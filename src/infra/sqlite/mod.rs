pub mod engine;
pub mod queries;
pub mod schema;
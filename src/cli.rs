use crate::app::WorkoutEntry;
use crate::geo::parse_coords;
use crate::types::Coordinates;
use clap::{ArgAction, Parser, Subcommand};
use std::path::PathBuf;

const DEFAULT_DB: &str = "waymark.db";

#[derive(Parser, Debug)]
#[command(
    name = "waymark",
    about = "Log geo-tagged running and cycling workouts on the command line"
)]
pub struct Cli {
    /// SQLite file holding the workout log.
    #[arg(long, default_value = DEFAULT_DB, global = true)]
    pub db: PathBuf,

    /// How many entries to print in list mode.
    #[arg(long, default_value_t = 50)]
    pub count: usize,

    /// Print id, distance, duration and the derived metric per entry.
    #[arg(long)]
    pub details: bool,

    /// Increase log verbosity (-v, -vv). Defaults to INFO.
    #[arg(short = 'v', long, action = ArgAction::Count, global = true)]
    pub verbose: u8,

    /// Decrease log verbosity (-q, -qq). Defaults to INFO.
    #[arg(short = 'q', long, action = ArgAction::Count, global = true)]
    pub quiet: u8,

    #[command(subcommand)]
    pub cmd: Option<Cmd>,
}

#[derive(Subcommand, Debug)]
pub enum Cmd {
    /// Record a new workout at the given (or looked-up) position.
    Add {
        #[command(subcommand)]
        entry: AddCmd,
    },
    /// Center the map on one logged workout.
    Focus {
        /// Workout id, as printed by list mode with --details.
        id: String,
    },
    /// Delete every logged workout.
    Clear,
}

#[derive(Subcommand, Debug)]
pub enum AddCmd {
    /// A run: distance, duration and step cadence.
    Running {
        #[arg(long, value_name = "KM")]
        distance: f64,

        #[arg(long, value_name = "MIN")]
        duration: f64,

        /// Steps per minute.
        #[arg(long, value_name = "SPM")]
        cadence: u32,

        /// Position as "lat,lon". Falls back to WAYMARK_POSITION.
        #[arg(long, value_parser = parse_coords, value_name = "LAT,LON")]
        at: Option<Coordinates>,
    },
    /// A ride: distance, duration and elevation gain.
    Cycling {
        #[arg(long, value_name = "KM")]
        distance: f64,

        #[arg(long, value_name = "MIN")]
        duration: f64,

        /// Metres climbed; may be negative for a net descent.
        #[arg(long, value_name = "M", allow_negative_numbers = true)]
        elevation: f64,

        /// Position as "lat,lon". Falls back to WAYMARK_POSITION.
        #[arg(long, value_parser = parse_coords, value_name = "LAT,LON")]
        at: Option<Coordinates>,
    },
}

impl AddCmd {
    /// Split the parsed form into the optional explicit position and the
    /// entry payload the app validates.
    pub fn into_parts(self) -> (Option<Coordinates>, WorkoutEntry) {
        match self {
            Self::Running {
                distance,
                duration,
                cadence,
                at,
            } => (
                at,
                WorkoutEntry::Running {
                    distance_km: distance,
                    duration_min: duration,
                    cadence,
                },
            ),
            Self::Cycling {
                distance,
                duration,
                elevation,
                at,
            } => (
                at,
                WorkoutEntry::Cycling {
                    distance_km: distance,
                    duration_min: duration,
                    elevation_gain_m: elevation,
                },
            ),
        }
    }
}
use tracing_subscriber::{EnvFilter, fmt};

#[macro_export]
macro_rules! dlog {
    ($($arg:tt)*) => {
        tracing::debug!($($arg)*);
    };
}

/// Initialize colorful logging.
///
/// Default level is INFO.
/// - `-v` => DEBUG
/// - `-vv` => TRACE
/// - `-q` => WARN
/// - `-qq` => ERROR
///
/// `RUST_LOG` overrides everything (e.g. `RUST_LOG=trace`).
pub fn init_logging(verbose: u8, quiet: u8) {
    let net = verbose as i8 - quiet as i8;
    let level = match net {
        i8::MIN..=-2 => "error",
        -1 => "warn",
        0 => "info",
        1 => "debug",
        2..=i8::MAX => "trace",
    };

    let filter = EnvFilter::try_from_default_env()
        .unwrap_or_else(|_| EnvFilter::new(format!("warn,waymark={level}")));

    let show_src = matches!(level, "debug" | "trace");

    fmt()
        .with_env_filter(filter)
        .with_ansi(true)
        .with_timer(tracing_subscriber::fmt::time::ChronoLocal::rfc_3339())
        .with_target(true)
        .with_level(true)
        .with_file(show_src)
        .with_line_number(show_src)
        .compact()
        .init();
}

/// Every value is a number (finite, not NaN).
pub fn valid_inputs(values: &[f64]) -> bool {
    values.iter().all(|v| v.is_finite())
}

/// Every value is strictly positive.
pub fn all_positive(values: &[f64]) -> bool {
    values.iter().all(|v| *v > 0.0)
}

_ _ _ _ _ _ _

Set down the listing above in full, please, exactly as it appears.

filename src/infra/sqlite/mod.rs
pub mod engine;
pub mod queries;
pub mod schema;
filename src/cli.rs
use crate::app::WorkoutEntry;
use crate::geo::parse_coords;
use crate::types::Coordinates;
use clap::{ArgAction, Parser, Subcommand};
use std::path::PathBuf;

const DEFAULT_DB: &str = "waymark.db";

#[derive(Parser, Debug)]
#[command(
    name = "waymark",
    about = "Log geo-tagged running and cycling workouts on the command line"
)]
pub struct Cli {
    /// SQLite file holding the workout log.
    #[arg(long, default_value = DEFAULT_DB, global = true)]
    pub db: PathBuf,

    /// How many entries to print in list mode.
    #[arg(long, default_value_t = 50)]
    pub count: usize,

    /// Print id, distance, duration and the derived metric per entry.
    #[arg(long)]
    pub details: bool,

    /// Increase log verbosity (-v, -vv). Defaults to INFO.
    #[arg(short = 'v', long, action = ArgAction::Count, global = true)]
    pub verbose: u8,

    /// Decrease log verbosity (-q, -qq). Defaults to INFO.
    #[arg(short = 'q', long, action = ArgAction::Count, global = true)]
    pub quiet: u8,

    #[command(subcommand)]
    pub cmd: Option<Cmd>,
}

#[derive(Subcommand, Debug)]
pub enum Cmd {
    /// Record a new workout at the given (or looked-up) position.
    Add {
        #[command(subcommand)]
        entry: AddCmd,
    },
    /// Center the map on one logged workout.
    Focus {
        /// Workout id, as printed by list mode with --details.
        id: String,
    },
    /// Delete every logged workout.
    Clear,
}

#[derive(Subcommand, Debug)]
pub enum AddCmd {
    /// A run: distance, duration and step cadence.
    Running {
        #[arg(long, value_name = "KM")]
        distance: f64,

        #[arg(long, value_name = "MIN")]
        duration: f64,

        /// Steps per minute.
        #[arg(long, value_name = "SPM")]
        cadence: u32,

        /// Position as "lat,lon". Falls back to WAYMARK_POSITION.
        #[arg(long, value_parser = parse_coords, value_name = "LAT,LON")]
        at: Option<Coordinates>,
    },
    /// A ride: distance, duration and elevation gain.
    Cycling {
        #[arg(long, value_name = "KM")]
        distance: f64,

        #[arg(long, value_name = "MIN")]
        duration: f64,

        /// Metres climbed; may be negative for a net descent.
        #[arg(long, value_name = "M", allow_negative_numbers = true)]
        elevation: f64,

        /// Position as "lat,lon". Falls back to WAYMARK_POSITION.
        #[arg(long, value_parser = parse_coords, value_name = "LAT,LON")]
        at: Option<Coordinates>,
    },
}

impl AddCmd {
    /// Split the parsed form into the optional explicit position and the
    /// entry payload the app validates.
    pub fn into_parts(self) -> (Option<Coordinates>, WorkoutEntry) {
        match self {
            Self::Running {
                distance,
                duration,
                cadence,
                at,
            } => (
                at,
                WorkoutEntry::Running {
                    distance_km: distance,
                    duration_min: duration,
                    cadence,
                },
            ),
            Self::Cycling {
                distance,
                duration,
                elevation,
                at,
            } => (
                at,
                WorkoutEntry::Cycling {
                    distance_km: distance,
                    duration_min: duration,
                    elevation_gain_m: elevation,
                },
            ),
        }
    }
}
use tracing_subscriber::{EnvFilter, fmt};

#[macro_export]
macro_rules! dlog {
    ($($arg:tt)*) => {
        tracing::debug!($($arg)*);
    };
}

/// Initialize colorful logging.
///
/// Default level is INFO.
/// - `-v` => DEBUG
/// - `-vv` => TRACE
/// - `-q` => WARN
/// - `-qq` => ERROR
///
/// `RUST_LOG` overrides everything (e.g. `RUST_LOG=trace`).
pub fn init_logging(verbose: u8, quiet: u8) {
    let net = verbose as i8 - quiet as i8;
    let level = match net {
        i8::MIN..=-2 => "error",
        -1 => "warn",
        0 => "info",
        1 => "debug",
        2..=i8::MAX => "trace",
    };

    let filter = EnvFilter::try_from_default_env()
        .unwrap_or_else(|_| EnvFilter::new(format!("warn,waymark={level}")));

    let show_src = matches!(level, "debug" | "trace");

    fmt()
        .with_env_filter(filter)
        .with_ansi(true)
        .with_timer(tracing_subscriber::fmt::time::ChronoLocal::rfc_3339())
        .with_target(true)
        .with_level(true)
        .with_file(show_src)
        .with_line_number(show_src)
        .compact()
        .init();
}

/// Every value is a number (finite, not NaN).
pub fn valid_inputs(values: &[f64]) -> bool {
    values.iter().all(|v| v.is_finite())
}

/// Every value is strictly positive.
pub fn all_positive(values: &[f64]) -> bool {
    values.iter().all(|v| *v > 0.0)
}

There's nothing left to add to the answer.